III Domenica di Avvento – Anno B

17 dicembre 2017

Gv. 1,6-8. 19-28

“… Giovanni proclamava: viene dopo di me colui che è più forte di me …  Io vi battezzo con acqua, ma egli vi battezzerà in Spirito Santo …”

E’ il vangelo secondo Giovanni a darci oggi l’identità completa del Battista. Secondo il quarto vangelo Giovanni Battista è il testimone dell’Agnello, colui che riconosce Gesù come inviato dal Padre.

Domenica scorsa l’evangelista Marco ce ne ha segnalato l’austerità di vita e la forza della testimonianza tutta protesa ad indicare colui che sta per venire a battezzare in Spirito Santo, oggi il quarto evangelista ci aiuta a scoprire l’identità vera del precursore.

Vediamo la folla dei suoi ascoltatori, affascinati dal suo messaggio, improvvisamente attraversata da un drappello di uomini che sembrano raggelare gli entusiasmi con un questionario perentorio al messaggero. E’ l’ufficialità dell’antico Israele che vuole verificare la sua identità, temendo che il ‘fenomeno Giovanni Battista’ spinga alla ribellione.
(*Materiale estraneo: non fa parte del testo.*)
use log::debug;
use shared::PeerId;
use std::collections::HashMap;

/// Votes older than this no longer count
pub const VOTE_FRESHNESS_MS: u64 = 10_000;
/// Distinct reporters required regardless of room size
pub const MIN_VOTERS: usize = 2;
/// Share of the other peers that must agree
pub const QUORUM_FRACTION: f32 = 0.5;

#[derive(Debug, Clone, PartialEq)]
pub struct LagVote {
    pub reporter: PeerId,
    pub target: PeerId,
    pub timestamp_ms: u64,
    pub details: String,
}

/// Peer complaints about each other's connection, keyed target -> reporter.
///
/// A reporter has at most one live vote per target; reporting again just
/// refreshes it.
#[derive(Debug, Clone)]
pub struct LagVoteRegistry {
    votes: HashMap<PeerId, HashMap<PeerId, LagVote>>,
    freshness_ms: u64,
}

impl Default for LagVoteRegistry {
    fn default() -> Self {
        LagVoteRegistry::new(VOTE_FRESHNESS_MS)
    }
}

impl LagVoteRegistry {
    pub fn new(freshness_ms: u64) -> Self {
        LagVoteRegistry {
            votes: HashMap::new(),
            freshness_ms,
        }
    }

    /// Records a vote. Self-reports are ignored and return false.
    pub fn report_lag(&mut self, reporter: PeerId, target: PeerId, details: impl Into<String>, now_ms: u64) -> bool {
        if reporter == target {
            return false;
        }
        let vote = LagVote {
            reporter,
            target,
            timestamp_ms: now_ms,
            details: details.into(),
        };
        debug!("Peer {reporter} reported lag on peer {target}: {}", vote.details);
        self.votes.entry(target).or_default().insert(reporter, vote);
        true
    }

    /// Distinct reporters with a fresh vote against `target`.
    pub fn fresh_voters(&self, target: PeerId, now_ms: u64) -> usize {
        self.votes.get(&target).map_or(0, |by_reporter| {
            by_reporter
                .values()
                .filter(|vote| vote.reporter != target && self.is_fresh(vote, now_ms))
                .count()
        })
    }

    /// True when enough of the other peers currently complain about `target`.
    pub fn has_quorum(&self, target: PeerId, total_peers: usize, now_ms: u64) -> bool {
        if total_peers <= 1 {
            return false;
        }
        let voters = self.fresh_voters(target, now_ms);
        voters >= MIN_VOTERS && voters as f32 / (total_peers - 1) as f32 >= QUORUM_FRACTION
    }

    /// Drops expired votes.
    pub fn prune(&mut self, now_ms: u64) {
        let freshness_ms = self.freshness_ms;
        for by_reporter in self.votes.values_mut() {
            by_reporter.retain(|_, vote| now_ms.saturating_sub(vote.timestamp_ms) <= freshness_ms);
        }
        self.votes.retain(|_, by_reporter| !by_reporter.is_empty());
    }

    /// Forgets a departed peer both as a target and as a reporter.
    pub fn remove_peer(&mut self, peer: PeerId) {
        self.votes.remove(&peer);
        for by_reporter in self.votes.values_mut() {
            by_reporter.remove(&peer);
        }
        self.votes.retain(|_, by_reporter| !by_reporter.is_empty());
    }

    pub fn clear(&mut self) {
        self.votes.clear();
    }

    pub fn is_empty(&self) -> bool {
        self.votes.is_empty()
    }

    fn is_fresh(&self, vote: &LagVote, now_ms: u64) -> bool {
        now_ms.saturating_sub(vote.timestamp_ms) <= self.freshness_ms
    }
}

#[cfg(test)]
mod tests {
    use super::*;

    #[test]
    fn test_single_voter_never_reaches_quorum() {
        let mut votes = LagVoteRegistry::default();
        votes.report_lag(2, 1, "choppy", 0);

        // 1 of 1 other peer is 100%, but below the minimum voter count.
        assert!(!votes.has_quorum(1, 2, 0));
    }

    #[test]
    fn test_two_of_three_reach_quorum() {
        let mut votes = LagVoteRegistry::default();
        votes.report_lag(2, 1, "", 1_000);
        assert!(!votes.has_quorum(1, 3, 1_000));

        votes.report_lag(3, 1, "", 4_000);
        assert!(votes.has_quorum(1, 3, 4_000));
    }

    #[test]
    fn test_fraction_is_required() {
        let mut votes = LagVoteRegistry::default();
        votes.report_lag(2, 1, "", 0);
        votes.report_lag(3, 1, "", 0);

        // 2 of 9 others.
        assert!(!votes.has_quorum(1, 10, 0));
        // 2 of 4 others.
        assert!(votes.has_quorum(1, 5, 0));
    }

    #[test]
    fn test_votes_expire() {
        let mut votes = LagVoteRegistry::default();
        votes.report_lag(2, 1, "", 0);
        votes.report_lag(3, 1, "", 5_000);

        assert!(votes.has_quorum(1, 3, VOTE_FRESHNESS_MS));
        assert!(!votes.has_quorum(1, 3, VOTE_FRESHNESS_MS + 1));
        assert_eq!(votes.fresh_voters(1, VOTE_FRESHNESS_MS + 1), 1);

        votes.prune(20_000);
        assert!(votes.is_empty());
    }

    #[test]
    fn test_repeat_vote_refreshes_instead_of_counting_twice() {
        let mut votes = LagVoteRegistry::default();
        votes.report_lag(2, 1, "first", 0);
        votes.report_lag(2, 1, "again", 9_000);

        assert_eq!(votes.fresh_voters(1, 15_000), 1);
        assert!(!votes.has_quorum(1, 3, 15_000));
    }

    #[test]
    fn test_self_reports_and_tiny_rooms() {
        let mut votes = LagVoteRegistry::default();
        assert!(!votes.report_lag(1, 1, "", 0));
        assert_eq!(votes.fresh_voters(1, 0), 0);
        assert!(!votes.has_quorum(1, 1, 0));
        assert!(!votes.has_quorum(1, 0, 0));
    }

    #[test]
    fn test_remove_peer() {
        let mut votes = LagVoteRegistry::default();
        votes.report_lag(2, 1, "", 0);
        votes.report_lag(3, 1, "", 0);
        votes.report_lag(1, 3, "", 0);

        votes.remove_peer(3);
        assert_eq!(votes.fresh_voters(1, 0), 1);
        assert_eq!(votes.fresh_voters(3, 0), 0);

        votes.clear();
        assert!(votes.is_empty());
    }
}
use shared::{PeerId, RoomId, TeamParseError};

/// Why the relay refused a peer request.
///
/// Every variant is recoverable: the request is dropped, the peer gets a
/// `Rejected` packet carrying the message and the room carries on.
#[derive(Debug, Clone, PartialEq, thiserror::Error)]
pub enum MatchError {
    #[error("room {0} does not exist")]
    UnknownRoom(RoomId),

    #[error("peer {0} is not in this room")]
    NotInRoom(PeerId),

    #[error(transparent)]
    InvalidTeam(#[from] TeamParseError),

    #[error("peer {0} is not the match authority")]
    NotAuthority(PeerId),

    #[error("each team needs at least one player to start")]
    NotEnoughPlayers,

    #[error("the match is already running")]
    MatchAlreadyRunning,

    #[error("no match is running")]
    MatchNotRunning,

    #[error("room is full ({0} players)")]
    RoomFull(usize),

    #[error("unexpected packet from peer {0}")]
    UnexpectedPacket(PeerId),
}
La risposta del Battista è limpida ed umile, rivolta al futuro, egli ha lo sguardo in avanti: l’identità del precursore è data dalla freschezza di un incontro che sta davanti a lui, con una persona che compirà la sua attesa. Perché il testimone è una persona cambiata da ciò che ha visto, dall’incontro che ha fatto; il testimone è colui che suscita il senso di una presenza ‘altra’: la presenza di colui del quale testimonia.

Giovanni proclama che solo in Gesù egli ‘sarà’.

La domanda rivoltagli: “Chi sei tu?” (v.19) risuona per ciascuno di noi, e chiede a ciascuno di conoscersi alla luce di Cristo.

Gesù che è venuto, che viene e che verrà sta davanti a noi come la proposta che compie la nostra vita, poiché la ricolma della sua stessa Vita.